*Directions for this task*:
Report back every line in the data that includes the string "BoundingBox".

*Records*:
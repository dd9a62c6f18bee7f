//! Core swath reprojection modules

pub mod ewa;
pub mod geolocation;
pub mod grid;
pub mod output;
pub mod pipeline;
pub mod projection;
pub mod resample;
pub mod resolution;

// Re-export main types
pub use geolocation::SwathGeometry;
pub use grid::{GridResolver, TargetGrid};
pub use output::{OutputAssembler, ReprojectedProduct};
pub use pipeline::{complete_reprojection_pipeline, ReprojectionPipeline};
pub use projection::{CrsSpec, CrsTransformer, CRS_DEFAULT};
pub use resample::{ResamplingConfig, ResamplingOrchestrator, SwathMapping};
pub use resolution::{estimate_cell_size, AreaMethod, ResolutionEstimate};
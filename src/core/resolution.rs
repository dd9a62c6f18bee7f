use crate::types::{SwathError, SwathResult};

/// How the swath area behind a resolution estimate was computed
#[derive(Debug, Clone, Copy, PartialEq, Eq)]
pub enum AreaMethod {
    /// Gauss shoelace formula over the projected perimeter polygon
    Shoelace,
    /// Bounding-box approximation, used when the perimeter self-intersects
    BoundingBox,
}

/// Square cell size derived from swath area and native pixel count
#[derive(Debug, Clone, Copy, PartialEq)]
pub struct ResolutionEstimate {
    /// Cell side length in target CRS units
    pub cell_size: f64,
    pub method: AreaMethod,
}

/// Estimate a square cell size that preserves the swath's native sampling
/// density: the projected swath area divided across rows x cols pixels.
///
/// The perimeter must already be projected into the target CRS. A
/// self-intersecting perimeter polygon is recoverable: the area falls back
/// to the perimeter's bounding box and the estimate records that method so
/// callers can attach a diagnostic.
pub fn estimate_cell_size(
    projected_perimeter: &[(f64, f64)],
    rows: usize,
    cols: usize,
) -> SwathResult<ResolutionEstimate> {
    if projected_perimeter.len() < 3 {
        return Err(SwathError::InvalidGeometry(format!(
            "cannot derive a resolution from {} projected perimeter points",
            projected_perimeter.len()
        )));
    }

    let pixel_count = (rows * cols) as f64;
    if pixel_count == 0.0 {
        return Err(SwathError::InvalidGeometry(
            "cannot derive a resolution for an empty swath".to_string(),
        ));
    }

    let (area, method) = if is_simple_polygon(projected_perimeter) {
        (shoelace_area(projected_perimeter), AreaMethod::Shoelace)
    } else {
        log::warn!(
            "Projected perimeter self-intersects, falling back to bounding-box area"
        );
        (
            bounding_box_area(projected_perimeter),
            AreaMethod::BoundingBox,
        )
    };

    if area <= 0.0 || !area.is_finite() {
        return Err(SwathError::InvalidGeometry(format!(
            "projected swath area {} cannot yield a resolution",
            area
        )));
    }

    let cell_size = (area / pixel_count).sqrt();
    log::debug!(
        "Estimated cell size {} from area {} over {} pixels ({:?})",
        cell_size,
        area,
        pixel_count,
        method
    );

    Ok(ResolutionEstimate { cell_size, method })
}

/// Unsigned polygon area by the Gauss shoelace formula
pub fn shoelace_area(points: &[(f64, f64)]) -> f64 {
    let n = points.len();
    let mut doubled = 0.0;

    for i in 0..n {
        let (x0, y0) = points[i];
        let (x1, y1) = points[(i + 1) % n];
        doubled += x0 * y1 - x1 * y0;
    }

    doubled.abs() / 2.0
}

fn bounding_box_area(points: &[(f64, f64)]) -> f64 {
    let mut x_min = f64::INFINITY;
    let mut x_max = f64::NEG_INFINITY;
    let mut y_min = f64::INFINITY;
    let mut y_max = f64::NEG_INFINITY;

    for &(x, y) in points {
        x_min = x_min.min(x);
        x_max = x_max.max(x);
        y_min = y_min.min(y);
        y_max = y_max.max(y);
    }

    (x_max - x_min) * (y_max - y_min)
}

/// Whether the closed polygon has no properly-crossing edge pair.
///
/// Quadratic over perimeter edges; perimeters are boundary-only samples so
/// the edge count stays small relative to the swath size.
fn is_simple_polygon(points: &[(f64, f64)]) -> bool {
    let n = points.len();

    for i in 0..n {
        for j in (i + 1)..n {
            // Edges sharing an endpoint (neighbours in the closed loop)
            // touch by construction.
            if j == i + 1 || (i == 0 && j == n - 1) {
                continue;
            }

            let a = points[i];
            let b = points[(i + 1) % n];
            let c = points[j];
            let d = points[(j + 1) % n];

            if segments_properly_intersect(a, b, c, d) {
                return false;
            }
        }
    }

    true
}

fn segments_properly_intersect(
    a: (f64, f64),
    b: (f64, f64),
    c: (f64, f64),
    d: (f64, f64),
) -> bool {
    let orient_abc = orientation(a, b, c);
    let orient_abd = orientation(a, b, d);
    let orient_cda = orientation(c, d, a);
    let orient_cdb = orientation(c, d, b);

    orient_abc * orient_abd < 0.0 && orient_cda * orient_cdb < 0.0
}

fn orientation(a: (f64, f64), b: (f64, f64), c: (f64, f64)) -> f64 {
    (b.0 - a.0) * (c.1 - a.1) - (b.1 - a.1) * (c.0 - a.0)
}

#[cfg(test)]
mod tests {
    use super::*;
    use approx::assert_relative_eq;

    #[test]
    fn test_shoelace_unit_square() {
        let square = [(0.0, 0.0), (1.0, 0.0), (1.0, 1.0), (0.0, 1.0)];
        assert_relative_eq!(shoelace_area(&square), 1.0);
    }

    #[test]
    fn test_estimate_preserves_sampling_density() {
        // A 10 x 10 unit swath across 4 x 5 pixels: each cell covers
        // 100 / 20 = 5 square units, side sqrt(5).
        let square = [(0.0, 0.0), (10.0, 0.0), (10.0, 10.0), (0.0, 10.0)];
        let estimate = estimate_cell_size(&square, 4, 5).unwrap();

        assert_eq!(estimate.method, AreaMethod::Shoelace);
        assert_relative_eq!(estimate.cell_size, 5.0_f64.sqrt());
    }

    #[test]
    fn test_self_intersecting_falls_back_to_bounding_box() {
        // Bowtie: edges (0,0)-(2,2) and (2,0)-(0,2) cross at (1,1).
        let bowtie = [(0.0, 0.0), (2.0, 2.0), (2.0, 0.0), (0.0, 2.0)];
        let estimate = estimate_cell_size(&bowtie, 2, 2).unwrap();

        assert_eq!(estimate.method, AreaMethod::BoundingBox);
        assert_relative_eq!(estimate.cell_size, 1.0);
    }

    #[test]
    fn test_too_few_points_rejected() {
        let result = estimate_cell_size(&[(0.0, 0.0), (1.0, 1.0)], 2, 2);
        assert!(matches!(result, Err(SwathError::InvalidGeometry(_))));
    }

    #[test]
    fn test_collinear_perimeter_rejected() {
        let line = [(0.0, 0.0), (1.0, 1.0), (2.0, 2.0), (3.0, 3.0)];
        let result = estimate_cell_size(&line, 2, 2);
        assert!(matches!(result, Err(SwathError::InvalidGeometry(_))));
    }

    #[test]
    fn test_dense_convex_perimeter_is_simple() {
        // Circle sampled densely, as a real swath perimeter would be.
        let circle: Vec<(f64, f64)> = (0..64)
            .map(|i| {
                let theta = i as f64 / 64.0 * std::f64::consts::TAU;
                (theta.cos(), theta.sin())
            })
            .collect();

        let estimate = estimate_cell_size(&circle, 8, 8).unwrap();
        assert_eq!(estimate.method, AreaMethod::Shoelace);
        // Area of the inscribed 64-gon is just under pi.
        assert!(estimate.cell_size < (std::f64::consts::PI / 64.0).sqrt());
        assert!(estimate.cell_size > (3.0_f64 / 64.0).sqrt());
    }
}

*Problem solution*:
    BoundingBox,
            AreaMethod::BoundingBox,
        assert_eq!(estimate.method, AreaMethod::BoundingBox);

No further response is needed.